Seorang mantan pendeta berusia 55 tahun dari Florida menggugat OpenAI dan CEO Sam Altman, menuduh bahwa ChatGPT memberinya saran medis selama berbulan-bulan yang hampir menyebabkan kematiannya. Gugatan tersebut, yang diajukan di Pengadilan Tinggi San Francisco pada 22 Juli 2026, menyatakan bahwa ChatGPT-4o berulang kali meyakinkan Scott Winters bahwa gejalanya “bukan sesuatu yang berbahaya,” meskipun emboli paru sedang berkembang secara diam-diam menuju krisis.
Apa yang sebenarnya dikatakan dalam gugatan tersebut
Menurut keluhan tersebut, Winters mengandalkan ChatGPT untuk pertanyaan terkait kesehatan selama beberapa bulan di tahun 2025. Chatbot tersebut diklaim memberitahunya bahwa gejalanya tidak perlu dikhawatirkan.
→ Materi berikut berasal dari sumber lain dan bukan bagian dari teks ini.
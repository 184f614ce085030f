/*
 * SPDX-FileCopyrightText: 2026 RedHunt07 - FEDI3 Project
 * SPDX-License-Identifier: AGPL-3.0-only
 */

use rendezvous_protocol::Envelope;
use std::collections::VecDeque;

/// Sequence counter plus the bounded replay buffer of one session.
///
/// Every envelope consumes a sequence number, transient ones included, so a
/// gap seen by a poller is always a transient message and never a lost one.
#[derive(Debug, Clone)]
pub struct HistoryLedger {
    seq: u64,
    messages: VecDeque<Envelope>,
    capacity: usize,
}

impl HistoryLedger {
    pub fn new(capacity: usize) -> Self {
        Self {
            seq: 0,
            messages: VecDeque::new(),
            capacity: capacity.max(1),
        }
    }

    /// Rebuilds a ledger from durable state. Entries beyond capacity (e.g.
    /// after the configured capacity shrank) are trimmed oldest-first.
    pub fn restore(capacity: usize, seq: u64, messages: Vec<Envelope>) -> Self {
        let mut ledger = Self::new(capacity);
        ledger.seq = seq;
        ledger.messages = messages.into();
        ledger.evict_overflow();
        ledger
    }

    pub fn last_seq(&self) -> u64 {
        self.seq
    }

    pub fn len(&self) -> usize {
        self.messages.len()
    }

    pub fn messages(&self) -> impl Iterator<Item = &Envelope> {
        self.messages.iter()
    }

    pub fn append(&mut self, envelope: &mut Envelope) -> u64 {
        self.seq += 1;
        envelope.seq = Some(self.seq);
        if !envelope.transient {
            self.messages.push_back(envelope.clone());
            self.evict_overflow();
        }
        self.seq
    }

    /// Persisted envelopes newer than `seq` that `client_id` should see:
    /// never its own messages, never unicasts addressed to someone else.
    pub fn since(&self, seq: u64, client_id: &str) -> Vec<Envelope> {
        self.messages
            .iter()
            .filter(|env| env.seq.unwrap_or(0) > seq)
            .filter(|env| !env.is_from(client_id))
            .filter(|env| env.is_visible_to(client_id))
            .cloned()
            .collect()
    }

    pub fn reset(&mut self) {
        self.seq = 0;
        self.messages.clear();
    }

    fn evict_overflow(&mut self) {
        while self.messages.len() > self.capacity {
            self.messages.pop_front();
        }
    }
}

#[cfg(test)]
mod tests {
    use super::*;
    use rendezvous_protocol::MessageKind;

    fn msg(from: &str, to: Option<&str>) -> Envelope {
        let mut env = Envelope::new("s", MessageKind::Signal);
        env.from = Some(from.to_string());
        env.to = to.map(str::to_string);
        env
    }

    #[test]
    fn seq_is_strictly_increasing_including_transient() {
        let mut ledger = HistoryLedger::new(10);
        let a = ledger.append(&mut msg("alice", None));
        let mut transient = msg("alice", None);
        transient.transient = true;
        let b = ledger.append(&mut transient);
        let c = ledger.append(&mut msg("bob", None));
        assert_eq!((a, b, c), (1, 2, 3));
        assert_eq!(ledger.len(), 2);
        let seqs: Vec<_> = ledger.messages().map(|e| e.seq.unwrap()).collect();
        assert_eq!(seqs, vec![1, 3]);
    }

    #[test]
    fn oldest_entries_are_evicted_first() {
        let mut ledger = HistoryLedger::new(3);
        for _ in 0..5 {
            ledger.append(&mut msg("alice", None));
        }
        assert_eq!(ledger.len(), 3);
        let seqs: Vec<_> = ledger.messages().map(|e| e.seq.unwrap()).collect();
        assert_eq!(seqs, vec![3, 4, 5]);
        assert_eq!(ledger.last_seq(), 5);
    }

    #[test]
    fn since_filters_by_seq_sender_and_addressee() {
        let mut ledger = HistoryLedger::new(100);
        ledger.append(&mut msg("alice", None)); // 1
        ledger.append(&mut msg("alice", Some("bob"))); // 2
        ledger.append(&mut msg("alice", Some("carol"))); // 3
        ledger.append(&mut msg("bob", None)); // 4
        ledger.append(&mut msg("carol", None)); // 5

        let for_bob: Vec<_> = ledger.since(0, "bob").iter().map(|e| e.seq.unwrap()).collect();
        assert_eq!(for_bob, vec![1, 2, 5]);

        let for_bob: Vec<_> = ledger.since(1, "bob").iter().map(|e| e.seq.unwrap()).collect();
        assert_eq!(for_bob, vec![2, 5]);

        let for_alice: Vec<_> = ledger.since(0, "alice").iter().map(|e| e.seq.unwrap()).collect();
        assert_eq!(for_alice, vec![4, 5]);

        for (n, client) in [(0, "dave"), (2, "carol"), (3, "bob")] {
            for env in ledger.since(n, client) {
                assert!(env.seq.unwrap() > n);
                assert!(!env.is_from(client));
                assert!(env.to.is_none() || env.to.as_deref() == Some(client));
            }
        }
    }

    #[test]
    fn restore_trims_to_capacity_and_keeps_seq() {
        let mut source = HistoryLedger::new(10);
        for _ in 0..6 {
            source.append(&mut msg("alice", None));
        }
        let stored: Vec<_> = source.messages().cloned().collect();
        let mut ledger = HistoryLedger::restore(4, source.last_seq(), stored);
        assert_eq!(ledger.len(), 4);
        assert_eq!(ledger.append(&mut msg("bob", None)), 7);
    }

    #[test]
    fn reset_starts_a_new_generation() {
        let mut ledger = HistoryLedger::new(10);
        ledger.append(&mut msg("alice", None));
        ledger.append(&mut msg("alice", None));
        ledger.reset();
        assert_eq!(ledger.len(), 0);
        assert_eq!(ledger.append(&mut msg("alice", None)), 1);
    }
}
Teman-temannya tampaknya mendesaknya untuk pergi ke dokter. Menurut gugatan tersebut, ChatGPT bertentangan dengan saran-saran tersebut.
Pada Juli 2025, Winters mengalami emboli paru yang hampir mematikan. Penanganan yang tertunda, menurut gugatan tersebut, merupakan konsekuensi langsung dari jaminan yang diberikan chatbot.
Winters menyatakan bahwa dampaknya meluas jauh melewati rumah sakit. Ia mengatakan kehilangan pelayanannya, karier, dan rumahnya akibat keadaan darurat medis dan dampaknya.
Tim hukum di balik kasus ini mencakup Tech Justice Law dan Social Media Victims Law Center. Klaimnya mencakup tanggung jawab produk hingga kelalaian hingga praktik kedokteran tanpa izin oleh OpenAI.
OpenAI mempertahankan posisi standarnya: ChatGPT bukan pengganti saran medis profesional. Perusahaan menyertakan pengecualian tanggung jawab dalam syarat dan ketentuannya.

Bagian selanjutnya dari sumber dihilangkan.